Aim of the exercise »
Determine the number of lines in the listing that contain "randomuser". Write only that number.
[[ Information given, beginning ]]
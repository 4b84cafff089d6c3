use yew::prelude::*;

use crate::components::lead_form::{LeadFormModal, BOOKABLE_TREATMENTS};
use crate::components::rating::stars;
use crate::config;
use crate::cycler::{CyclerConfig, Direction};
use crate::hooks::use_cycler;

struct Testimonial {
    name: &'static str,
    service: &'static str,
    image: &'static str,
    text: &'static str,
    rating: u32,
}

const TESTIMONIALS: &[Testimonial] = &[
    Testimonial {
        name: "Sarah Johnson",
        service: "Laser Hair Removal",
        image: "https://randomuser.me/api/portraits/women/32.jpg",
        text: "Dr. Modir is one of the best and most skilled doctors who truly possesses a beautiful and unique range of skills in his field. The laser hair removal was quick and effective.",
        rating: 5,
    },
    Testimonial {
        name: "Emily Chen",
        service: "HydraFacial",
        image: "https://randomuser.me/api/portraits/women/44.jpg",
        text: "I had an amazing experience with the HydraFacial at Dr Modir. My skin felt refreshed and glowing for days afterward.",
        rating: 5,
    },
    Testimonial {
        name: "Michael Rodriguez",
        service: "Scar Treatment",
        image: "https://randomuser.me/api/portraits/men/67.jpg",
        text: "The scar treatment exceeded my expectations! The doctors are so knowledgeable and professional.",
        rating: 5,
    },
    Testimonial {
        name: "Priya Patel",
        service: "Wrinkle Treatment",
        image: "https://randomuser.me/api/portraits/women/91.jpg",
        text: "The wrinkle treatment was fantastic! The team was incredibly knowledgeable and the results were natural-looking.",
        rating: 5,
    },
    Testimonial {
        name: "James Carter",
        service: "PRP Treatment",
        image: "https://randomuser.me/api/portraits/men/23.jpg",
        text: "The PRP treatment was a game-changer for my skin. The staff made me feel at ease, and the results are incredible!",
        rating: 5,
    },
    Testimonial {
        name: "Lisa Nguyen",
        service: "Laser Hair Removal",
        image: "https://randomuser.me/api/portraits/women/58.jpg",
        text: "I'm so impressed with the laser hair removal service! The clinic is spotless, and the team is super professional.",
        rating: 5,
    },
];
const OFFER_WINDOW_SECS: u32 = 86_400; // 24 hours

const BOOKING_FEATURES: &[(&str, &str, &str)] = &[
    ("📅", "Choose Your Date", "Available 7 days a week"),
    ("🕐", "Select Your Time", "Flexible scheduling"),
    ("✓", "Instant Confirmation", "No waiting for approval"),
    ("🔒", "Secure Booking", "Your data is protected"),
];

/// "23h 59m 57s" style rendering for the offer countdown.
pub fn format_hms(total_seconds: u32) -> String {
    let hours = total_seconds / 3600;
    let minutes = (total_seconds % 3600) / 60;
    let seconds = total_seconds % 60;
    format!("{}h {}m {}s", hours, minutes, seconds)
}
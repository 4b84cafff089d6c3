use yew::prelude::*;

use crate::config;
use crate::cycler::CyclerConfig;
use crate::hooks::use_cycler;

const LEFT_WORDS: &[&str] = &["Glow", "Radiance", "Beauty", "Elegance", "Serenity"];
const RIGHT_WORDS: &[&str] = &["Transform", "Confidence", "Skin", "Wellness", "Luxury"];

/// Tagline strip with two word carousels flanking the headline. Each side
/// rotates on its own schedule, so a re-render of one never disturbs the
/// other.
#[function_component(Tagline)]
pub fn tagline() -> Html {
    let left = use_cycler(CyclerConfig::looping(LEFT_WORDS.len() as u32, 2500));
    let right = use_cycler(CyclerConfig::looping(RIGHT_WORDS.len() as u32, 2500));

    let left_word = LEFT_WORDS[left.value() as usize];
    let right_word = RIGHT_WORDS[right.value() as usize];

    html! {
        <section class="tagline">
            <div class="tagline-words">
                <span class="tagline-word" key={left_word}>{left_word}</span>
                <span class="tagline-word" key={right_word}>{right_word}</span>
            </div>
            <h2>{"Transform Your Beauty Journey"}</h2>
            <p>{"Experience world-class beauty treatments that transform your skin and confidence."}</p>
            <a
                class="tagline-cta"
                href={config::get_booking_url()}
                target="_blank"
                rel="noopener noreferrer"
            >
                {"Book Your Appointment"}
            </a>
            <style>
                {r#"
                    .tagline {
                        background: linear-gradient(135deg, #FFF8F0, #FFECD6);
                        padding: 4rem 1.5rem;
                        text-align: center;
                    }

                    .tagline-words {
                        display: flex;
                        justify-content: space-around;
                        max-width: 60rem;
                        margin: 0 auto 1.5rem auto;
                    }

                    .tagline-word {
                        font-family: 'Lora', serif;
                        font-size: 2.25rem;
                        font-weight: 700;
                        color: #2C5F5B;
                        animation: tagline-morph 0.6s ease-out;
                    }

                    .tagline h2 {
                        font-family: 'Lora', serif;
                        font-size: 2.25rem;
                        font-weight: 700;
                        color: #2C5F5B;
                        margin: 0;
                    }

                    .tagline p {
                        color: #7D7D7D;
                        max-width: 32rem;
                        margin: 1.25rem auto;
                    }

                    .tagline-cta {
                        display: inline-block;
                        background: #2C5F5B;
                        color: #fff;
                        font-weight: 600;
                        padding: 0.9rem 2rem;
                        border-radius: 9999px;
                        text-decoration: none;
                        transition: all 0.3s;
                        margin-top: 0.5rem;
                    }

                    .tagline-cta:hover {
                        background: #C9AD7F;
                        transform: scale(1.05);
                    }

                    @keyframes tagline-morph {
                        from { opacity: 0; filter: blur(4px); }
                        to { opacity: 1; filter: blur(0); }
                    }

                    @media (max-width: 768px) {
                        .tagline-words {
                            display: none;
                        }

                        .tagline h2 {
                            font-size: 1.75rem;
                        }
                    }
                "#}
            </style>
        </section>
    }
}
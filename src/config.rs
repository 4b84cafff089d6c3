pub const CLINIC_NAME: &str = "Cyra Beauty Clinic";
pub const CLINIC_ADDRESS: &str = "3056 Glen Dr Unit 204, Coquitlam, BC V3B 0V1, Canada";
pub const CLINIC_PHONE: &str = "+1 778-504-5400";
pub const CLINIC_EMAIL: &str = "info@cyrabeauty.ca";
pub const CLINIC_LAT: f64 = 49.282670069485164;
pub const CLINIC_LON: f64 = -122.79079514232714;

pub fn get_booking_url() -> &'static str {
    "https://booking.cyrabeauty.ca"
}

pub fn get_reviews_url() -> &'static str {
    "https://www.google.com/search?sca_esv=a8ceca4dfe58fbed&q=Cyra%20Beauty%2C%20Health%20and%20Laser%20Clinic&stick=H4sIAAAAAAAAAONgU1I1qDA1sTAzTzNPMzJONLY0NTW3MqgwNrI0MgTCZKOkZHNLA9NFrCrOlUWJCk6piaUllToKHqmJOSUZCol5KQo-icWpRQrOOZl5mckAGXWd8VAAAAA&mat=CWlethn1mwJk&ved=2ahUKEwjp4PSTpLyMAxWC4gIHHSQTNykQrMcEegQIHhAF"
}

/// Google Maps search link for the clinic address.
pub fn directions_url() -> String {
    format!(
        "https://www.google.com/maps/search/?api=1&query={}",
        urlencoding::encode(CLINIC_ADDRESS)
    )
}

/// OpenStreetMap embed centered on the clinic, with a marker.
pub fn map_embed_url() -> String {
    format!(
        "https://www.openstreetmap.org/export/embed.html?bbox={:.6}%2C{:.6}%2C{:.6}%2C{:.6}&layer=mapnik&marker={:.6}%2C{:.6}",
        CLINIC_LON - 0.008,
        CLINIC_LAT - 0.004,
        CLINIC_LON + 0.008,
        CLINIC_LAT + 0.004,
        CLINIC_LAT,
        CLINIC_LON
    )
}

#[cfg(test)]
mod tests {
    use super::*;

    #[test]
    fn directions_url_encodes_the_address() {
        let url = directions_url();
        assert!(url.starts_with("https://www.google.com/maps/search/?api=1&query="));
        assert!(url.contains("3056%20Glen%20Dr"));
        assert!(!url.contains(' '));
    }

    #[test]
    fn map_embed_url_carries_the_marker() {
        let url = map_embed_url();
        assert!(url.contains("openstreetmap.org/export/embed.html"));
        assert!(url.contains("marker=49.282670%2C-122.790795"));
    }
}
[[ Information given, end ]]
Reply »
6